お盆だもの、タニシさんの珠玉の怪談で涼しくなってみませんか? 5日目は、タニシさんが本多さんという方から聞いたというお話、「必ず死ぬ家」をどうぞ。
必ず死ぬ家
本多さんが教えてくれた物件は、いままで僕が聞いた話のなかで最も住人が連続で亡くなっている。
それは本多さんの地元である新潟県のとある地域にある平屋の一軒家だ。
まずはじめは30代くらいの夫婦と保育園児の娘が住んでいた。しかし、通学途中に娘がバスに轢かれて亡くなってしまう。その事故により気を病んでしまった妻がノイローゼになり、離婚して家を出ていってしまう。残された夫はその後もひとりで住み続けるが、しばらくして浴槽で亡くなっているところを発見される。死因は不明だ。

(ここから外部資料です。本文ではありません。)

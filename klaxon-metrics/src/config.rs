//! Metrics configuration

use serde::Deserialize;

/// Configuration for metrics collection and export
#[derive(Debug, Clone, Deserialize)]
pub struct MetricsConfig {
    /// Enable or disable metrics collection
    ///
    /// When disabled, all metrics operations become no-ops.
    #[serde(default)]
    pub enabled: bool,

    /// OTLP endpoint URL for metrics export
    ///
    /// Common values:
    /// - `http://localhost:4318/v1/metrics` (local collector)
    /// - `http://otel-collector:4318/v1/metrics` (Docker Compose service name)
    #[serde(default = "default_endpoint")]
    pub endpoint: String,
}

fn default_endpoint() -> String {
    "http://localhost:4318/v1/metrics".to_string()
}

impl Default for MetricsConfig {
    fn default() -> Self {
        Self {
            enabled: false,
            endpoint: default_endpoint(),
        }
    }
}
//! Failure classification shared by every layer of the dispatcher.
//!
//! Each failure that crosses the operation boundary is reduced to exactly
//! one [`ErrorKind`]. The kind decides the wire status name, the HTTP status
//! returned to callers and whether the failure may be retried.

use std::fmt;

use serde::{Deserialize, Serialize};

/// Classification of a failed alarm dispatch.
#[derive(Debug, Clone, Copy, PartialEq, Eq, Hash, Serialize, Deserialize)]
#[serde(rename_all = "SCREAMING_SNAKE_CASE")]
pub enum ErrorKind {
    /// The request was malformed (e.g. missing target identifier).
    InvalidArgument,
    /// No caller identity was supplied while authentication is required.
    Unauthenticated,
    /// The target recipient does not exist.
    NotFound,
    /// The recipient has no usable delivery token.
    #[serde(rename = "FAILED_PRECONDITION")]
    PreconditionFailed,
    /// A transient store or channel failure persisted past the retry bound.
    Unavailable,
    /// Anything unexpected. Never retried.
    Internal,
}

impl ErrorKind {
    /// Wire name of this classification.
    #[must_use]
    pub const fn as_str(self) -> &'static str {
        match self {
            Self::InvalidArgument => "INVALID_ARGUMENT",
            Self::Unauthenticated => "UNAUTHENTICATED",
            Self::NotFound => "NOT_FOUND",
            Self::PreconditionFailed => "FAILED_PRECONDITION",
            Self::Unavailable => "UNAVAILABLE",
            Self::Internal => "INTERNAL",
        }
    }

    /// HTTP status code used when this kind is returned over HTTP.
    #[must_use]
    pub const fn http_status(self) -> u16 {
        match self {
            Self::InvalidArgument => 400,
            Self::Unauthenticated => 401,
            Self::NotFound => 404,
            Self::PreconditionFailed => 412,
            Self::Unavailable => 503,
            Self::Internal => 500,
        }
    }
}

impl fmt::Display for ErrorKind {
    fn fmt(&self, f: &mut fmt::Formatter<'_>) -> fmt::Result {
        f.write_str(self.as_str())
    }
}
//! OpenTelemetry metrics for klaxon
//!
//! Metrics are pushed via OTLP/HTTP to an OpenTelemetry Collector, which can
//! expose them in Prometheus format for scraping.
//!
//! # Features
//!
//! - **Dispatch Metrics**: Channel attempts by outcome, alarms by result and
//!   classification, retries, end-to-end durations, in-flight dispatches
//! - **Resolver Metrics**: Token cache hits/misses/evictions, store lookups
//!
//! # Usage
//!
//! ```rust,no_run
//! use klaxon_metrics::{init_metrics, MetricsConfig};
//!
//! # fn example() -> Result<(), Box<dyn std::error::Error>> {
//! let config = MetricsConfig {
//!     enabled: true,
//!     endpoint: "http://localhost:4318/v1/metrics".to_string(),
//! };
//!
//! init_metrics(&config)?;
//! # Ok(())
//! # }
//! ```

mod config;
mod dispatch;
mod error;
mod exporter;
mod resolver;

pub use config::MetricsConfig;
pub use dispatch::DispatchMetrics;
pub use error::MetricsError;
use once_cell::sync::OnceCell;
pub use resolver::ResolverMetrics;

/// Global metrics instance
static METRICS_INSTANCE: OnceCell<Metrics> = OnceCell::new();

/// Root metrics container
#[derive(Debug)]
pub struct Metrics {
    pub dispatch: DispatchMetrics,
    pub resolver: ResolverMetrics,
}

/// Initialize the metrics system
///
/// Must be called once at startup before any metrics are recorded. A no-op
/// when metrics are disabled in the config.
///
/// # Errors
///
/// Returns an error if the exporter cannot be built or if called twice.
pub fn init_metrics(config: &MetricsConfig) -> Result<(), MetricsError> {
    if !config.enabled {
        tracing::info!("Metrics collection is disabled");
        return Ok(());
    }

    tracing::info!(
        endpoint = %config.endpoint,
        "Initializing OpenTelemetry metrics with OTLP exporter"
    );

    let provider = exporter::init_otlp_exporter(&config.endpoint)?;
    opentelemetry::global::set_meter_provider(provider);

    let metrics = Metrics {
        dispatch: DispatchMetrics::new()?,
        resolver: ResolverMetrics::new()?,
    };

    METRICS_INSTANCE
        .set(metrics)
        .map_err(|_| MetricsError::AlreadyInitialized)?;

    tracing::info!("Metrics collection initialized successfully");

    Ok(())
}

/// Get a reference to the global metrics instance
///
/// # Panics
///
/// Panics if metrics have not been initialized via `init_metrics()`.
#[must_use]
#[allow(clippy::expect_used)]
pub fn metrics() -> &'static Metrics {
    METRICS_INSTANCE
        .get()
        .expect("Metrics not initialized. Call init_metrics() first.")
}

/// The global metrics instance, if metrics are enabled
#[must_use]
pub fn try_metrics() -> Option<&'static Metrics> {
    METRICS_INSTANCE.get()
}

/// Check if metrics are enabled
#[must_use]
pub fn is_enabled() -> bool {
    METRICS_INSTANCE.get().is_some()
}
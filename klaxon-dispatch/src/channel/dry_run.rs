use async_trait::async_trait;
use tracing::info;

use super::DeliveryChannel;
use crate::{ChannelError, message::AlertPayload};

/// Accepts every payload without contacting a gateway.
///
/// Message ids have the form `dry-run-<ulid>`.
#[derive(Debug, Clone, Copy, Default)]
pub struct DryRunChannel;

impl DryRunChannel {
    #[must_use]
    pub const fn new() -> Self {
        Self
    }
}

#[async_trait]
impl DeliveryChannel for DryRunChannel {
    fn name(&self) -> &'static str {
        "dry-run"
    }

    async fn send(&self, payload: &AlertPayload) -> Result<String, ChannelError> {
        let message_id = format!("dry-run-{}", ulid::Ulid::new());

        info!(
            target_user = %payload.target(),
            title = payload.title(),
            message_id = %message_id,
            "Dry run: alarm not sent"
        );

        Ok(message_id)
    }
}

#[cfg(test)]
mod tests {
    use chrono::Utc;
    use klaxon_common::{DeliveryToken, RecipientId};

    use super::*;
    use crate::message::MessageBuilder;

    #[tokio::test]
    async fn test_dry_run_ids_are_unique() {
        let payload = MessageBuilder::default().build_at(
            &RecipientId::from("u1"),
            DeliveryToken::new("tok"),
            Utc::now(),
        );

        let first = DryRunChannel.send(&payload).await.expect("dry run succeeds");
        let second = DryRunChannel.send(&payload).await.expect("dry run succeeds");

        assert!(first.starts_with("dry-run-"));
        assert_ne!(first, second);
    }
}
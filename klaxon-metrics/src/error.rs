//! Error types for metrics operations

use thiserror::Error;

/// Errors that can occur during metrics operations
#[derive(Debug, Error)]
pub enum MetricsError {
    /// Metrics system has already been initialized
    #[error("Metrics system already initialized")]
    AlreadyInitialized,

    /// OpenTelemetry SDK error
    #[error("OpenTelemetry error: {0}")]
    OpenTelemetry(String),
}
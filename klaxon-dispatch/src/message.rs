//! Alarm payload construction.
//!
//! Every alarm is a high-priority push carrying a fixed notification and a
//! small data map the device uses to start ringing. The payload serializes to
//! the FCM HTTP v1 `messages:send` request body.

use chrono::{DateTime, Utc};
use klaxon_common::{AlertRequest, DeliveryToken, RecipientId};
use serde::{Deserialize, Serialize};

/// Fixed content of every alarm notification.
#[derive(Debug, Clone, PartialEq, Eq, Serialize, Deserialize)]
pub struct AlertTemplate {
    #[serde(default = "defaults::title")]
    pub title: String,

    #[serde(default = "defaults::body")]
    pub body: String,

    /// Value of the `action` data key the device app switches on.
    #[serde(default = "defaults::action")]
    pub action: String,

    #[serde(default = "defaults::sound")]
    pub sound: String,

    /// iOS badge count.
    #[serde(default = "defaults::badge")]
    pub badge: u32,

    /// Android notification channel, if the app defines a dedicated one.
    #[serde(default)]
    pub android_channel_id: Option<String>,
}

impl Default for AlertTemplate {
    fn default() -> Self {
        Self {
            title: defaults::title(),
            body: defaults::body(),
            action: defaults::action(),
            sound: defaults::sound(),
            badge: defaults::badge(),
            android_channel_id: None,
        }
    }
}

mod defaults {
    pub fn title() -> String {
        "Emergency Alert".to_string()
    }

    pub fn body() -> String {
        "You have received an emergency alarm!".to_string()
    }

    pub fn action() -> String {
        "RING_ALARM".to_string()
    }

    pub fn sound() -> String {
        "default".to_string()
    }

    pub const fn badge() -> u32 {
        1
    }
}

/// A complete, ready-to-send alarm for one device.
///
/// The token is only reachable through serialization; `Debug` redacts it.
#[derive(Debug, Clone, PartialEq, Eq, Serialize)]
pub struct AlertPayload {
    message: Message,
    #[serde(skip)]
    target: RecipientId,
}

impl AlertPayload {
    /// Recipient this payload is addressed to.
    #[must_use]
    pub const fn target(&self) -> &RecipientId {
        &self.target
    }

    #[must_use]
    pub fn token(&self) -> &DeliveryToken {
        &self.message.token
    }

    #[must_use]
    pub fn title(&self) -> &str {
        &self.message.android.notification.title
    }

    /// The `data` map delivered to the app.
    #[must_use]
    pub const fn data(&self) -> &AlertData {
        &self.message.data
    }
}

#[derive(Debug, Clone, PartialEq, Eq, Serialize)]
struct Message {
    token: DeliveryToken,
    data: AlertData,
    android: AndroidConfig,
    apns: ApnsConfig,
}

/// String-only data map, as required by the gateway.
#[derive(Debug, Clone, PartialEq, Eq, Serialize)]
#[serde(rename_all = "camelCase")]
pub struct AlertData {
    pub action: String,
    /// Milliseconds since the Unix epoch, as a decimal string.
    pub timestamp: String,
    pub target_user_id: String,
}

#[derive(Debug, Clone, PartialEq, Eq, Serialize)]
struct AndroidConfig {
    priority: &'static str,
    notification: AndroidNotification,
}

#[derive(Debug, Clone, PartialEq, Eq, Serialize)]
struct AndroidNotification {
    title: String,
    body: String,
    sound: String,
    notification_priority: &'static str,
    #[serde(skip_serializing_if = "Option::is_none")]
    channel_id: Option<String>,
}

#[derive(Debug, Clone, PartialEq, Eq, Serialize)]
struct ApnsConfig {
    headers: ApnsHeaders,
    payload: ApnsPayload,
}

#[derive(Debug, Clone, PartialEq, Eq, Serialize)]
struct ApnsHeaders {
    #[serde(rename = "apns-priority")]
    priority: &'static str,
}

#[derive(Debug, Clone, PartialEq, Eq, Serialize)]
struct ApnsPayload {
    aps: Aps,
}

#[derive(Debug, Clone, PartialEq, Eq, Serialize)]
struct Aps {
    alert: ApsAlert,
    sound: String,
    badge: u32,
}

#[derive(Debug, Clone, PartialEq, Eq, Serialize)]
struct ApsAlert {
    title: String,
    body: String,
}

/// Per-alarm inputs to the payload.
#[derive(Debug, Clone, PartialEq, Eq)]
pub struct AlertParams {
    pub title: String,
    pub body: String,
    pub target: RecipientId,
    pub timestamp: DateTime<Utc>,
}

/// Builds alarm payloads from a template.
#[derive(Debug, Clone, Default)]
pub struct MessageBuilder {
    template: AlertTemplate,
}

impl MessageBuilder {
    #[must_use]
    pub const fn new(template: AlertTemplate) -> Self {
        Self { template }
    }

    #[must_use]
    pub const fn template(&self) -> &AlertTemplate {
        &self.template
    }

    /// Build the payload for `request`, addressed to `token`.
    #[must_use]
    pub fn build(&self, request: &AlertRequest, token: DeliveryToken) -> AlertPayload {
        self.build_at(&request.target, token, request.created_at)
    }

    /// Build a payload stamped with an explicit time.
    #[must_use]
    pub fn build_at(
        &self,
        target: &RecipientId,
        token: DeliveryToken,
        at: DateTime<Utc>,
    ) -> AlertPayload {
        let params = AlertParams {
            title: self.template.title.clone(),
            body: self.template.body.clone(),
            target: target.clone(),
            timestamp: at,
        };
        self.compose(token, params)
    }

    /// Build a payload from explicit parameters.
    ///
    /// The template still supplies the action, sound, badge and Android
    /// channel.
    #[must_use]
    pub fn compose(&self, token: DeliveryToken, params: AlertParams) -> AlertPayload {
        let template = &self.template;
        let AlertParams {
            title,
            body,
            target,
            timestamp,
        } = params;

        AlertPayload {
            message: Message {
                token,
                data: AlertData {
                    action: template.action.clone(),
                    timestamp: timestamp.timestamp_millis().to_string(),
                    target_user_id: target.to_string(),
                },
                android: AndroidConfig {
                    priority: "high",
                    notification: AndroidNotification {
                        title: title.clone(),
                        body: body.clone(),
                        sound: template.sound.clone(),
                        notification_priority: "PRIORITY_HIGH",
                        channel_id: template.android_channel_id.clone(),
                    },
                },
                apns: ApnsConfig {
                    headers: ApnsHeaders { priority: "10" },
                    payload: ApnsPayload {
                        aps: Aps {
                            alert: ApsAlert { title, body },
                            sound: template.sound.clone(),
                            badge: template.badge,
                        },
                    },
                },
            },
            target,
        }
    }
}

次に住んだのは30代後半の男性。彼は関東から新潟へ引っ越してきた。交際していた女性と一緒にいるところを近所の住人はよく見かけたが、ある時期からぱったりと女性が来なくなる。その後しばらくして浴槽で、男性が心肺停止の状態で見つかる。
その次に住んだのは60代くらいの男性。彼も関東から引っ越してきた。近所づき合いもよかったが突然見かけなくなり、こたつで亡くなっているのが見つかる。